La destrucción de todas las cosas
Book • 1992
Hugo Hiriart's La Destrucción de Todas las Cosas is a Mexican novel that revisits colonial episodes with a blend of dark themes and theatrical or musical touches.
The work uses stylistic lightness to render traumatic historical events more narratively accessible, allowing readers to engage difficult material indirectly.
Hiriart's approach exemplifies how tone and form can mediate representations of conquest without resorting to triumphalism or 'conquest pornography.
' The novel participates in broader Latin American literary trends that combine historiographic metafiction with speculative or counterfactual maneuvers.
It has been discussed as an example of how fictional strategies can open ethical and imaginative space to reconsider the past.
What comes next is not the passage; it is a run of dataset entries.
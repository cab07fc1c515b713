use std::io::{IsTerminal, Write};

use clap::ValueEnum;
use comfy_table::{presets::UTF8_FULL, ContentArrangement, Table};
use serde::Serialize;
use simlink_session::{ExitReason, SessionOutcome};

#[derive(Clone, Debug, Copy, PartialEq, Eq, ValueEnum)]
pub enum OutputFormat {
    Json,
    Table,
    Pretty,
    Raw,
}

impl OutputFormat {
    pub fn default_for_stdout() -> Self {
        if std::io::stdout().is_terminal() {
            Self::Table
        } else {
            Self::Json
        }
    }
}

#[derive(Serialize)]
struct RunReport<'a> {
    #[serde(flatten)]
    outcome: &'a SessionOutcome,
    socket_path: &'a str,
}

pub fn print_json<T: Serialize>(value: &T) {
    println!(
        "{}",
        serde_json::to_string(value).unwrap_or_else(|_| "{}".to_string())
    );
}

pub fn print_raw(data: &[u8]) {
    let mut out = std::io::stdout();
    let _ = out.write_all(data);
    let _ = out.flush();
}

/// Key/value table with the reference layout.
pub fn print_table(rows: Vec<(String, String)>, header: [&str; 2]) {
    let mut table = Table::new();
    table
        .load_preset(UTF8_FULL)
        .set_content_arrangement(ContentArrangement::Dynamic)
        .set_header(header.to_vec());
    for (key, value) in rows {
        table.add_row(vec![key, value]);
    }
    println!("{table}");
}

pub fn print_outcome(outcome: &SessionOutcome, socket_path: &str, format: OutputFormat) {
    match format {
        OutputFormat::Json => print_json(&RunReport {
            outcome,
            socket_path,
        }),
        OutputFormat::Table => print_table(outcome_rows(outcome), ["FIELD", "VALUE"]),
        OutputFormat::Pretty | OutputFormat::Raw => {
            let rows = outcome_rows(outcome)
                .into_iter()
                .map(|(k, v)| format!("{k}={v}"))
                .collect::<Vec<_>>();
            println!("{}", rows.join(" "));
        }
    }
}

fn outcome_rows(outcome: &SessionOutcome) -> Vec<(String, String)> {
    let reason = match outcome.reason {
        ExitReason::Quit => "quit".to_string(),
        ExitReason::FirmwareExited(status) => format!("firmware exited ({status})"),
    };
    vec![
        ("model".to_string(), outcome.model.to_string()),
        ("reason".to_string(), reason),
        ("ticks".to_string(), outcome.ticks.to_string()),
        ("frames".to_string(), outcome.frames.to_string()),
        ("led_updates".to_string(), outcome.led_updates.to_string()),
        ("key_bytes".to_string(), outcome.key_bytes.to_string()),
    ]
}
The work uses stylistic lightness to render traumatic historical events more narratively accessible, allowing readers to engage difficult material indirectly.
Hiriart's approach exemplifies how tone and form can mediate representations of conquest without resorting to triumphalism or 'conquest pornography.
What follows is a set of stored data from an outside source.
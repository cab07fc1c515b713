use std::io::Cursor;

use serde::Serialize;
use simlink_display::{
    BitplaneDecoder, DecoderConfig, IndexedDecoder, Palette, PixelBuffer, PALETTE_SIZE,
};
use simlink_session::DeviceModel;

use crate::cmd::DecodeArgs;
use crate::exit::{io_error, protocol_error, CliError, CliResult, DATA_INVALID, SUCCESS};
use crate::output::{print_json, print_raw, print_table, OutputFormat};
use crate::render::half_blocks;
use crate::store::{save_ppm, write_ppm};

#[derive(Debug, Serialize)]
struct DecodeOutput {
    model: DeviceModel,
    width: usize,
    height: usize,
    input_bytes: usize,
    records: usize,
    lit_pixels: usize,
    histogram: [usize; PALETTE_SIZE],
}

struct Decoded {
    pixels: PixelBuffer,
    palette: Palette,
    records: usize,
}

pub fn run(args: DecodeArgs, format: OutputFormat) -> CliResult<i32> {
    let model = DeviceModel::from(args.model);
    let data = std::fs::read(&args.path)
        .map_err(|err| io_error(&format!("failed to read {}", args.path.display()), err))?;

    let decoded = decode(model, &data)?;

    if let Some(path) = &args.ppm {
        save_ppm(path, &decoded.pixels, &decoded.palette)
            .map_err(|err| io_error(&format!("failed to write {}", path.display()), err))?;
    }

    let histogram = decoded.pixels.histogram();
    let output = DecodeOutput {
        model,
        width: decoded.pixels.width(),
        height: decoded.pixels.height(),
        input_bytes: data.len(),
        records: decoded.records,
        lit_pixels: count_lit(&histogram),
        histogram,
    };
    print_decoded(&output, &decoded, format);
    Ok(SUCCESS)
}

fn count_lit(histogram: &[usize; PALETTE_SIZE]) -> usize {
    histogram[Palette::BACKGROUND as usize + 1..].iter().sum()
}

fn decode(model: DeviceModel, data: &[u8]) -> CliResult<Decoded> {
    match model {
        DeviceModel::Mk4 => {
            let mut decoder = BitplaneDecoder::new();
            if !decoder
                .apply(data)
                .map_err(|err| protocol_error("decode failed", err))?
            {
                return Err(CliError::new(DATA_INVALID, "input holds no frame"));
            }
            Ok(Decoded {
                pixels: decoder.pixels().clone(),
                palette: decoder.palette().clone(),
                records: 1,
            })
        }
        DeviceModel::Q1 => {
            let mut decoder = IndexedDecoder::with_config(DecoderConfig::default());
            let records = decoder
                .apply(&mut Cursor::new(data))
                .map_err(|err| protocol_error("decode failed", err))?;
            Ok(Decoded {
                pixels: decoder.pixels().clone(),
                palette: decoder.palette().clone(),
                records,
            })
        }
    }
}

fn print_decoded(output: &DecodeOutput, decoded: &Decoded, format: OutputFormat) {
    match format {
        OutputFormat::Json => print_json(output),
        OutputFormat::Table => {
            let mut rows = vec![
                ("model".to_string(), output.model.to_string()),
                (
                    "size".to_string(),
                    format!("{}x{}", output.width, output.height),
                ),
                ("input_bytes".to_string(), output.input_bytes.to_string()),
                ("records".to_string(), output.records.to_string()),
                ("lit_pixels".to_string(), output.lit_pixels.to_string()),
            ];
            for (index, count) in output.histogram.iter().enumerate() {
                if *count > 0 {
                    rows.push((format!("index {index}"), count.to_string()));
                }
            }
            print_table(rows, ["FIELD", "VALUE"]);
        }
        OutputFormat::Pretty => {
            print!("{}", half_blocks(&decoded.pixels, &decoded.palette));
            println!(
                "{} {}x{} records={} lit={}",
                output.model, output.width, output.height, output.records, output.lit_pixels
            );
        }
        OutputFormat::Raw => {
            let mut image = Vec::new();
            if write_ppm(&mut image, &decoded.pixels, &decoded.palette).is_ok() {
                print_raw(&image);
            }
        }
    }
}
' The novel participates in broader Latin American literary trends that combine historiographic metafiction with speculative or counterfactual maneuvers.
It has been discussed as an example of how fictional strategies can open ethical and imaginative space to reconsider the past.
Mentioned by
Mentioned in 0 episodes
Mentioned by Zac Zimmer as an example of a novel using a musical-hall tone to tell dark conquest tales.

Decolonizing the Novum
Mentioned by Zac Zimmer as an example of a novel that uses lightness of tone to tell dark conquest stories.